▸ Data to process
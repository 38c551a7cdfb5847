//! Entry points running a complete parse over a list of words.

use std::sync::Arc;

use argot_parser::{FlagRegistry, parse_tokens, tokenize};

use crate::ArgParser;
use crate::context::ParseContext;
use crate::env::{Environment, ProcessEnvironment};
use crate::error::Error;
use crate::results::ParsingResult;

/// Parses the given words with `parser`, reading fallback values from the process
/// environment.
///
/// The outer result fails only when the parser tree itself is invalid, e.g. when a name
/// is declared both as a flag and as an option. Problems with the words are reported in
/// the inner [`ParsingResult`].
///
/// # Arguments
///
/// * `parser` - The root parser, typically a [`crate::Command`].
/// * `words` - The command-line words, without the program name.
pub fn parse_args<A, I, S>(
    parser: &A,
    words: I,
) -> impl Future<Output = Result<ParsingResult<A::Output, A::Partial>, Error>> + Send
where
    A: ArgParser + ?Sized,
    I: IntoIterator<Item = S>,
    S: AsRef<str>,
{
    parse_args_with_environment(parser, words, Arc::new(ProcessEnvironment))
}

/// Parses the given words with `parser`, reading fallback values from `environment`.
///
/// The words are tokenized and classified before the returned future is first polled,
/// so `words` doesn't need to be [`Send`].
///
/// # Arguments
///
/// * `parser` - The root parser, typically a [`crate::Command`].
/// * `words` - The command-line words, without the program name.
/// * `environment` - The environment consulted for absent flags and options.
pub fn parse_args_with_environment<A, I, S>(
    parser: &A,
    words: I,
    environment: Arc<dyn Environment>,
) -> impl Future<Output = Result<ParsingResult<A::Output, A::Partial>, Error>> + Send
where
    A: ArgParser + ?Sized,
    I: IntoIterator<Item = S>,
    S: AsRef<str>,
{
    let prepared = prepare_context(parser, words, environment);

    async move {
        let mut context = prepared?;
        let result = parser.parse(&mut context).await;

        if let Err(failure) = &result {
            tracing::debug!(target: "parse", "parse failed with {} errors", failure.errors.len());
        }

        Ok(result)
    }
}

/// Registers the parser tree, then tokenizes and classifies the words against it.
fn prepare_context<A, I, S>(
    parser: &A,
    words: I,
    environment: Arc<dyn Environment>,
) -> Result<ParseContext, Error>
where
    A: ArgParser + ?Sized,
    I: IntoIterator<Item = S>,
    S: AsRef<str>,
{
    let mut registry = FlagRegistry::new();
    parser.register(&mut registry)?;

    let tokens = tokenize(words);
    let nodes = parse_tokens(&tokens, &registry);

    tracing::debug!(
        target: "parse",
        "classified {} tokens into {} nodes",
        tokens.len(),
        nodes.len()
    );

    Ok(ParseContext::with_environment(nodes, environment))
}
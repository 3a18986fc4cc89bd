//! Literal parsing errors.

use crate::value::ValueKind;

/// Failure to read a literal as a value of a given kind.
///
/// Always recoverable. Callers turn it into a diagnostic line and leave the
/// variable store untouched.
#[derive(Clone, Debug, PartialEq, Eq, thiserror::Error)]
pub enum ParseError {
    /// The text does not match the grammar of the target kind.
    #[error("'{literal}' is not a valid {kind} literal")]
    InvalidLiteral { kind: ValueKind, literal: String },
    /// The text is well-formed but does not fit the target representation.
    #[error("'{literal}' is out of range for {kind}")]
    ValueOutOfRange { kind: ValueKind, literal: String },
}

impl ParseError {
    pub(crate) fn invalid(kind: ValueKind, literal: &str) -> Self {
        ParseError::InvalidLiteral {
            kind,
            literal: literal.to_owned(),
        }
    }

    pub(crate) fn out_of_range(kind: ValueKind, literal: &str) -> Self {
        ParseError::ValueOutOfRange {
            kind,
            literal: literal.to_owned(),
        }
    }

    /// The kind the literal was parsed against.
    pub fn kind(&self) -> ValueKind {
        match self {
            ParseError::InvalidLiteral { kind, .. } | ParseError::ValueOutOfRange { kind, .. } => {
                *kind
            }
        }
    }

    /// The literal text that failed to parse.
    pub fn literal(&self) -> &str {
        match self {
            ParseError::InvalidLiteral { literal, .. }
            | ParseError::ValueOutOfRange { literal, .. } => literal,
        }
    }
}
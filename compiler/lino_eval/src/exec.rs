//! Statement execution.
//!
//! `execute` is the only entry point. It classifies the line, runs the
//! statement, and always returns display text: every error is rendered
//! here, so callers never see a `Result`.
//!
//! Declarations and assignments read their right-hand side as a literal of
//! the target type. They do not go through `evaluate`, so `x = 3 + 2;` is a
//! parse error while `print(x + 2);` evaluates.

use lino_ir::{Statement, Value, ValueKind};
use lino_parse::parse_line;

use crate::environment::{AssignError, VariableStore};
use crate::errors::{cannot_parse, undeclared_variable, EvalResult, ExecError};
use crate::expr::evaluate;

#[cfg(test)]
mod tests;

/// Execute one line against `store` and return the text to display.
///
/// A failed statement leaves `store` unchanged.
#[tracing::instrument(level = "debug", skip(store))]
pub fn execute(line: &str, store: &mut VariableStore) -> String {
    let statement = parse_line(line);
    tracing::debug!(
        kind = statement.label(),
        mutating = statement.is_mutating(),
        "executing"
    );
    match run(statement, store) {
        Ok(output) => output,
        Err(err) => {
            tracing::debug!(%err, "statement failed");
            err.to_string()
        }
    }
}

fn run(statement: Statement<'_>, store: &mut VariableStore) -> Result<String, ExecError> {
    match statement {
        Statement::Declaration {
            kind,
            name,
            literal,
        } => declare(kind, name, literal, store),
        Statement::Assignment { name, literal } => assign(name, literal, store),
        Statement::Print { expr, .. } => Ok(report(evaluate(expr, store))),
        Statement::Return { expr } => Ok(format!("Return: {}", report(evaluate(expr, store)))),
        Statement::Lookup { name } => store
            .get(name)
            .map(ToString::to_string)
            .ok_or(ExecError::UnrecognizedStatement),
        Statement::Unknown => Err(ExecError::UnrecognizedStatement),
    }
}

fn declare(
    kind: ValueKind,
    name: &str,
    literal: &str,
    store: &mut VariableStore,
) -> Result<String, ExecError> {
    let value = parse_literal(kind, literal, kind.keyword())?;
    let message = format!("Variable '{name}' declared as {kind} with value {value}");
    store
        .declare(name, value)
        .map_err(|mismatch| ExecError::Redeclared {
            name: name.to_owned(),
            declared: mismatch.declared,
        })?;
    Ok(message)
}

fn assign(name: &str, literal: &str, store: &mut VariableStore) -> Result<String, ExecError> {
    let declared = store
        .kind_of(name)
        .ok_or_else(|| undeclared_variable(name))?;
    let value = parse_literal(declared, literal, declared.runtime_name())?;
    let message = format!("Variable '{name}' updated to {value}");
    store.assign(name, value).map_err(|err| match err {
        AssignError::Undeclared => undeclared_variable(name),
        AssignError::KindMismatch(_) => cannot_parse(literal, declared.runtime_name()),
    })?;
    Ok(message)
}

/// Read `literal` as `kind`, reporting failures under `type_name`.
fn parse_literal(
    kind: ValueKind,
    literal: &str,
    type_name: &'static str,
) -> Result<Value, ExecError> {
    Value::parse(kind, literal).map_err(|err| {
        tracing::debug!(%err, "literal rejected");
        cannot_parse(literal, type_name)
    })
}

/// Evaluator failures are shown as the result text.
fn report(result: EvalResult) -> String {
    match result {
        Ok(value) => value.to_string(),
        Err(err) => err.to_string(),
    }
}
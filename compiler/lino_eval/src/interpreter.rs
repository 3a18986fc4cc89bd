//! Interpreter session.
//!
//! An `Interpreter` owns exactly one `VariableStore`. Creating one starts an
//! empty session; dropping it discards every variable.

use lino_ir::Value;

use crate::environment::VariableStore;
use crate::exec::execute;


/// One interpreter session.
#[derive(Debug, Default)]
pub struct Interpreter {
    store: VariableStore,
}

impl Interpreter {
    /// Start a session with no variables.
    pub fn new() -> Self {
        Interpreter {
            store: VariableStore::new(),
        }
    }

    /// Execute one line and return the text to display.
    pub fn execute(&mut self, line: &str) -> String {
        execute(line, &mut self.store)
    }

    /// Read-only access to the session's variables.
    pub fn store(&self) -> &VariableStore {
        &self.store
    }

    /// All variables, sorted by name.
    pub fn variables(&self) -> Vec<(&str, &Value)> {
        let mut vars: Vec<_> = self.store.iter().collect();
        vars.sort_unstable_by_key(|&(name, _)| name);
        vars
    }
}
//! Console session: meta-commands, transcript formatting, output.
//!
//! A `Repl` wraps one `Interpreter`. Lines starting with `/` are handled
//! here and never reach the interpreter; every other non-empty line is
//! executed and written to the print handler as a transcript entry.

use lino_eval::Interpreter;

use crate::config::DriverConfig;
use crate::print_handler::SharedPrintHandler;


const HELP_TEXT: &str = "\
Statements:
  int x = 5;                Declare (int, float, string, bool)
  x = 6;                    Assign a literal of the declared type
  print(x + 1);             Print an expression
  Console.WriteLine(x);     Same as print
  return x;                 Print with a 'Return:' prefix
  x                         Show a variable

Commands:
  /vars                     List variables
  /reset                    Start a new, empty session
  /help                     Show this help
  /quit                     Exit";

/// What one input line produced.
#[derive(Clone, Debug, PartialEq, Eq)]
pub enum LineOutcome {
    /// Blank line: nothing to show.
    Skip,
    /// Text to write, including its trailing newline.
    Output(String),
    /// The user asked to leave.
    Exit,
}

/// Format one executed line for the transcript.
pub fn transcript_entry(line: &str, result: &str, echo: bool) -> String {
    if echo {
        format!("> {line}\n{result}\n")
    } else {
        format!("{result}\n")
    }
}

/// One console session.
pub struct Repl {
    interpreter: Interpreter,
    config: DriverConfig,
    output: SharedPrintHandler,
}

impl Repl {
    /// Create a console with a fresh session.
    pub fn new(config: DriverConfig, output: SharedPrintHandler) -> Self {
        Repl {
            interpreter: Interpreter::new(),
            config,
            output,
        }
    }

    /// The current interpreter session.
    pub fn interpreter(&self) -> &Interpreter {
        &self.interpreter
    }

    /// The active configuration.
    pub fn config(&self) -> &DriverConfig {
        &self.config
    }

    /// Process one line without writing anything.
    pub fn process_line(&mut self, line: &str) -> LineOutcome {
        let trimmed = line.trim();
        if trimmed.is_empty() {
            return LineOutcome::Skip;
        }
        if trimmed.starts_with('/') {
            return self.handle_meta_command(trimmed);
        }

        let result = self.interpreter.execute(trimmed);
        LineOutcome::Output(transcript_entry(trimmed, &result, self.config.echo))
    }

    /// Process one line and write its output. Returns `false` once the user
    /// asked to exit.
    pub fn feed(&mut self, line: &str) -> bool {
        match self.process_line(line) {
            LineOutcome::Skip => true,
            LineOutcome::Output(text) => {
                self.output.print(&text);
                true
            }
            LineOutcome::Exit => false,
        }
    }

    fn handle_meta_command(&mut self, cmd: &str) -> LineOutcome {
        let command = cmd.split_whitespace().next().unwrap_or(cmd);
        tracing::debug!(command, "meta command");

        let text = match command {
            "/quit" | "/q" | "/exit" => return LineOutcome::Exit,
            "/help" | "/h" | "/?" => HELP_TEXT.to_owned(),
            "/reset" => {
                self.interpreter = Interpreter::new();
                "Session reset (variables cleared)".to_owned()
            }
            "/vars" => self.list_variables(),
            _ => format!("Unknown command: {command}\nType /help for available commands."),
        };
        LineOutcome::Output(format!("{text}\n"))
    }

    fn list_variables(&self) -> String {
        let vars = self.interpreter.variables();
        if vars.is_empty() {
            return "(no variables declared)".to_owned();
        }
        let lines: Vec<String> = vars
            .iter()
            .map(|(name, value)| format!("  {} {name} = {}", value.kind(), value.to_literal()))
            .collect();
        format!("Variables:\n{}", lines.join("\n"))
    }
}
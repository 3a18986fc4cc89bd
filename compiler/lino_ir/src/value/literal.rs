//! Literal grammars, one per value kind.

use std::num::IntErrorKind;

use super::ValueKind;
use crate::errors::ParseError;

/// Optional sign followed by ASCII digits, within `i32`.
pub(super) fn parse_int(literal: &str) -> Result<i32, ParseError> {
    let digits = literal
        .strip_prefix(|c: char| c == '+' || c == '-')
        .unwrap_or(literal);
    if digits.is_empty() || !digits.bytes().all(|b| b.is_ascii_digit()) {
        return Err(ParseError::invalid(ValueKind::Int, literal));
    }

    literal.parse::<i32>().map_err(|err| match err.kind() {
        IntErrorKind::PosOverflow | IntErrorKind::NegOverflow => {
            ParseError::out_of_range(ValueKind::Int, literal)
        }
        _ => ParseError::invalid(ValueKind::Int, literal),
    })
}

/// Decimal or scientific notation, `.` as the separator.
///
/// Only digits, signs, `.` and `e`/`E` are admitted, so spellings like
/// `inf` or `NaN` never reach the float parser. A finite literal that
/// rounds to infinity is out of range.
pub(super) fn parse_float(literal: &str) -> Result<f32, ParseError> {
    let well_formed = literal.bytes().any(|b| b.is_ascii_digit())
        && literal
            .bytes()
            .all(|b| b.is_ascii_digit() || matches!(b, b'+' | b'-' | b'.' | b'e' | b'E'));
    if !well_formed {
        return Err(ParseError::invalid(ValueKind::Float, literal));
    }

    let value = literal
        .parse::<f32>()
        .map_err(|_| ParseError::invalid(ValueKind::Float, literal))?;
    if value.is_infinite() {
        return Err(ParseError::out_of_range(ValueKind::Float, literal));
    }
    Ok(value)
}

/// `"..."`, content taken verbatim with no escape processing.
pub(super) fn parse_string(literal: &str) -> Result<&str, ParseError> {
    literal
        .strip_prefix('"')
        .and_then(|rest| rest.strip_suffix('"'))
        .ok_or_else(|| ParseError::invalid(ValueKind::String, literal))
}

/// Exactly `true` or `false`.
pub(super) fn parse_bool(literal: &str) -> Result<bool, ParseError> {
    match literal {
        "true" => Ok(true),
        "false" => Ok(false),
        _ => Err(ParseError::invalid(ValueKind::Bool, literal)),
    }
}
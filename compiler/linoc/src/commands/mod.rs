//! CLI commands.

mod eval;
mod interactive;
mod run;

pub use eval::eval_line;
pub use interactive::run_interactive;
pub use run::{run_file, run_reader};
//! Interactive console with line editing and in-memory history.

use rustyline::error::ReadlineError;
use rustyline::DefaultEditor;

use crate::config::DriverConfig;
use crate::errors::DriverError;
use crate::print_handler::SharedPrintHandler;
use crate::repl::Repl;

/// Run the interactive console until `/quit` or end of input.
pub fn run_interactive(
    config: DriverConfig,
    output: SharedPrintHandler,
) -> Result<(), DriverError> {
    output.println(&format!("lino v{}", env!("CARGO_PKG_VERSION")));
    output.println("Type /help for commands, /quit to exit.");

    let mut editor = DefaultEditor::new()?;
    let prompt = config.prompt.clone();
    let mut repl = Repl::new(config, output.clone());

    loop {
        match editor.readline(&prompt) {
            Ok(line) => {
                if !line.trim().is_empty() {
                    if let Err(err) = editor.add_history_entry(line.as_str()) {
                        tracing::warn!(%err, "failed to add history entry");
                    }
                }
                if !repl.feed(&line) {
                    break;
                }
            }
            Err(ReadlineError::Interrupted) => {
                output.println("^C");
            }
            Err(ReadlineError::Eof) => {
                output.println("^D");
                break;
            }
            Err(err) => return Err(err.into()),
        }
    }

    Ok(())
}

▸ Task requirements
Give the lines again, exactly as they stand, from the beginning of the data through the line with "from the process".

▸ Task solution
repository 38c551a7cdfb5847
//! Entry points running a complete parse over a list of words.

use std::sync::Arc;

use argot_parser::{FlagRegistry, parse_tokens, tokenize};

use crate::ArgParser;
use crate::context::ParseContext;
use crate::env::{Environment, ProcessEnvironment};
use crate::error::Error;
use crate::results::ParsingResult;

/// Parses the given words with `parser`, reading fallback values from the process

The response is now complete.